Perempuan-perempuan dalam Transisi Energi Adil
Sebut saja Alvira Oktaviani, perempuan asal Bantul, Yogyakarta ini menghasil 'mengawinkan' teknik ecoprint kulit kayu lantung khas Bengkulu. Banyak yang tidak tahu apa itu kulit kayu lantung? Kulit kayu lantung merupakan Warisan Budaya Tak Benda Indonesia dari Provinsi Bengkulu yang dahulu dibuat dengan memukul-mukul kulit kayu bagian tengah hingga kulit kayu menjadi lebar, tipis, rata, dan lembut. Selanjutnya, kulit yang telah ditipiskan tersebut diangin-anginkan selama dua minggu hingga menghasilkan kain kulit kayu lantung yang siap dijadikan pakaian. Kulit kayu yang digunakan biasanya  dari kulit pohon karet, ibuh, terap, dan kedui.
Setelah menjadi lembaran kain, ia mengolah serat alami dari kulit kayu lantung menjadi produk fashion seperti tas, kain, syal, baju, kemeja, dompet, dan lain sebagainya berdesain kekinian. Untuk mendukung usaha fashionnya ini, Alvira dibantu oleh kurang lebih 10 Ibu rumah tangga yang tinggal di sekitar rumahnya.

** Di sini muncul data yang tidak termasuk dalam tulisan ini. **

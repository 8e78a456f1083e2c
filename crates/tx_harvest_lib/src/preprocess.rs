//! Feature table derived from the raw harvested rows: numeric coercion, hour
//! of day and a categorical code for the transaction kind.

use crate::err_from;
use crate::error::HarvestError;
use chrono::{TimeZone, Timelike, Utc};
use serde::{Deserialize, Serialize};
use std::collections::BTreeSet;
use std::fs;
use std::path::Path;

pub const UNKNOWN_TX_TYPE: &str = "unknown";

#[derive(Debug, Deserialize)]
struct RawRow {
    block_number: Option<String>,
    block_timestamp: Option<String>,
    tx_hash: Option<String>,
    tx_type: Option<String>,
    sender: Option<String>,
    calldata_len: Option<String>,
}

#[derive(Debug, Clone, PartialEq, Serialize)]
pub struct ProcessedRecord {
    pub block_number: Option<i64>,
    pub block_timestamp: Option<f64>,
    pub block_datetime: Option<String>,
    pub hour: i32,
    pub tx_hash: String,
    pub tx_type: String,
    pub tx_type_code: i64,
    pub sender: Option<String>,
    pub calldata_len: i64,
}

fn non_empty(field: Option<String>) -> Option<String> {
    field.map(|s| s.trim().to_string()).filter(|s| !s.is_empty())
}

fn parse_number(field: Option<&str>) -> Option<f64> {
    field.and_then(|s| s.parse::<f64>().ok()).filter(|v| v.is_finite())
}

/// Integer columns: exact integer parse first, whole in-range floats
/// (e.g. `12.0`) as a fallback.
fn parse_integer(field: Option<&str>) -> Option<i64> {
    let field = field?;
    if let Ok(v) = field.parse::<i64>() {
        return Some(v);
    }
    parse_number(Some(field))
        .filter(|v| v.fract() == 0.0 && *v >= i64::MIN as f64 && *v < i64::MAX as f64)
        .map(|v| v as i64)
}

pub fn ensure_hex(sender: Option<String>) -> Option<String> {
    sender.map(|s| if s.starts_with("0x") { s } else { format!("0x{}", s) })
}

/// Normalizes all rows at once; the categorical code depends on the full set
/// of transaction types.
pub fn preprocess_rows<R: std::io::Read>(reader: R) -> Result<Vec<ProcessedRecord>, HarvestError> {
    let mut rdr = csv::Reader::from_reader(reader);
    let mut records = Vec::new();
    for row in rdr.deserialize::<RawRow>() {
        let row = row.map_err(err_from!())?;
        let block_number = parse_integer(non_empty(row.block_number).as_deref());
        let block_timestamp = parse_number(non_empty(row.block_timestamp).as_deref());
        let datetime = block_timestamp.and_then(|ts| Utc.timestamp_opt(ts as i64, 0).single());
        records.push(ProcessedRecord {
            block_number,
            block_timestamp,
            block_datetime: datetime.map(|dt| dt.format("%Y-%m-%d %H:%M:%S").to_string()),
            hour: datetime.map(|dt| dt.hour() as i32).unwrap_or(-1),
            tx_hash: non_empty(row.tx_hash).unwrap_or_default(),
            tx_type: non_empty(row.tx_type).unwrap_or_else(|| UNKNOWN_TX_TYPE.to_string()),
            tx_type_code: 0,
            sender: ensure_hex(non_empty(row.sender)),
            calldata_len: parse_integer(non_empty(row.calldata_len).as_deref()).unwrap_or(0),
        });
    }

    let categories: Vec<String> = records
        .iter()
        .map(|r| r.tx_type.clone())
        .collect::<BTreeSet<_>>()
        .into_iter()
        .collect();
    for record in &mut records {
        record.tx_type_code = categories
            .binary_search(&record.tx_type)
            .map(|idx| idx as i64)
            .unwrap_or(-1);
    }
    Ok(records)
}

pub fn write_processed<W: std::io::Write>(records: &[ProcessedRecord], writer: W) -> Result<(), HarvestError> {
    let mut wtr = csv::Writer::from_writer(writer);
    for record in records {
        wtr.serialize(record).map_err(err_from!())?;
    }
    wtr.flush().map_err(err_from!())?;
    Ok(())
}

pub fn preprocess(raw_csv: &Path, processed_csv: &Path) -> Result<Vec<ProcessedRecord>, HarvestError> {
    let input = fs::File::open(raw_csv).map_err(err_from!())?;
    let records = preprocess_rows(input)?;
    if let Some(parent) = processed_csv.parent().filter(|p| !p.as_os_str().is_empty()) {
        fs::create_dir_all(parent).map_err(err_from!())?;
    }
    let output = fs::File::create(processed_csv).map_err(err_from!())?;
    write_processed(&records, output)?;
    log::info!("Wrote {} rows to {}", records.len(), processed_csv.display());
    Ok(records)
}

#[cfg(test)]
mod tests {
    use super::*;

    const RAW: &str = "block_number,block_timestamp,tx_hash,tx_type,sender,calldata_len\n\
                       10,1700000000,0xaa,InvokeTransactionV1,5e,3\n\
                       10,1700000000,0xbb,,0x01,\n\
                       9,,0xcc,DeclareTransactionV2,,x\n";

    #[test]
    fn test_preprocess_rows() {
        let records = preprocess_rows(RAW.as_bytes()).unwrap();
        assert_eq!(records.len(), 3);

        assert_eq!(records[0].block_number, Some(10));
        assert_eq!(records[0].block_datetime.as_deref(), Some("2023-11-14 22:13:20"));
        assert_eq!(records[0].hour, 22);
        assert_eq!(records[0].sender.as_deref(), Some("0x5e"));
        assert_eq!(records[0].calldata_len, 3);

        assert_eq!(records[1].tx_type, UNKNOWN_TX_TYPE);
        assert_eq!(records[1].sender.as_deref(), Some("0x01"));
        assert_eq!(records[1].calldata_len, 0);

        assert_eq!(records[2].block_timestamp, None);
        assert_eq!(records[2].block_datetime, None);
        assert_eq!(records[2].hour, -1);
        assert_eq!(records[2].sender, None);
        assert_eq!(records[2].calldata_len, 0);
    }

    #[test]
    fn test_integer_columns_keep_precision() {
        let raw = "block_number,block_timestamp,tx_hash,tx_type,sender,calldata_len\n\
                   9007199254740993,,0xaa,,,12.0\n\
                   99999999999999999999,,0xbb,,,1.5\n";
        let records = preprocess_rows(raw.as_bytes()).unwrap();
        assert_eq!(records[0].block_number, Some(9007199254740993));
        assert_eq!(records[0].calldata_len, 12);
        assert_eq!(records[1].block_number, None);
        assert_eq!(records[1].calldata_len, 0);
    }

    #[test]
    fn test_tx_type_codes_follow_sorted_categories() {
        let records = preprocess_rows(RAW.as_bytes()).unwrap();
        let codes: Vec<(&str, i64)> = records.iter().map(|r| (r.tx_type.as_str(), r.tx_type_code)).collect();
        assert_eq!(
            codes,
            vec![("InvokeTransactionV1", 1), ("unknown", 2), ("DeclareTransactionV2", 0)]
        );
    }

    #[test]
    fn test_preprocess_files() {
        let dir = tempfile::tempdir().unwrap();
        let raw = dir.path().join("raw.csv");
        let processed = dir.path().join("out").join("processed.csv");
        fs::write(&raw, RAW).unwrap();

        preprocess(&raw, &processed).unwrap();
        let written = fs::read_to_string(&processed).unwrap();
        let mut lines = written.lines();
        assert_eq!(
            lines.next(),
            Some("block_number,block_timestamp,block_datetime,hour,tx_hash,tx_type,tx_type_code,sender,calldata_len")
        );
        assert_eq!(
            lines.next(),
            Some("10,1700000000.0,2023-11-14 22:13:20,22,0xaa,InvokeTransactionV1,1,0x5e,3")
        );
        assert_eq!(lines.count(), 2);
    }
}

Selain itu ada juga Thia Yufada, perempuan yang berhasil mengangkat produk kain Gambo Muba hingga ke level internasional. Kain Gambo Muba merupakan jenis wastra yang dikerjakan dengan teknik ikat celup. Kain Gambo Muba ini menggunakan getah gambir sebagai pewarna alami tanpa campuran bahan kimia lainnya. Dari yang awalnya jumlah pengrajin dapat dihitung dengan jari, kini sudah dapat kita jumpai ratusan pengrajin kain Gambo Muba.
Alvira Oktaviani ataupun Thia Yufada barulah dua dari perempuan yang mengangkat perekonomian daerah setempat tanpa memandang ras maupun gender lewat sektor fashion, namun tetap dapat menjaga keasrian lingkungan yang sudah ada dengan melakukan transisi energi adil. Berharap semakin banyak perempuan-perempuan lain peduli dengan fashion yang dikenakan, baik sebagai pengrajin atapun penikmat fashion. Perempuan yang menggunakan fashion tidak hanya bagus tetapi tidak menyumbang limbah dalam pengerjaan maupun setelah pemakaian.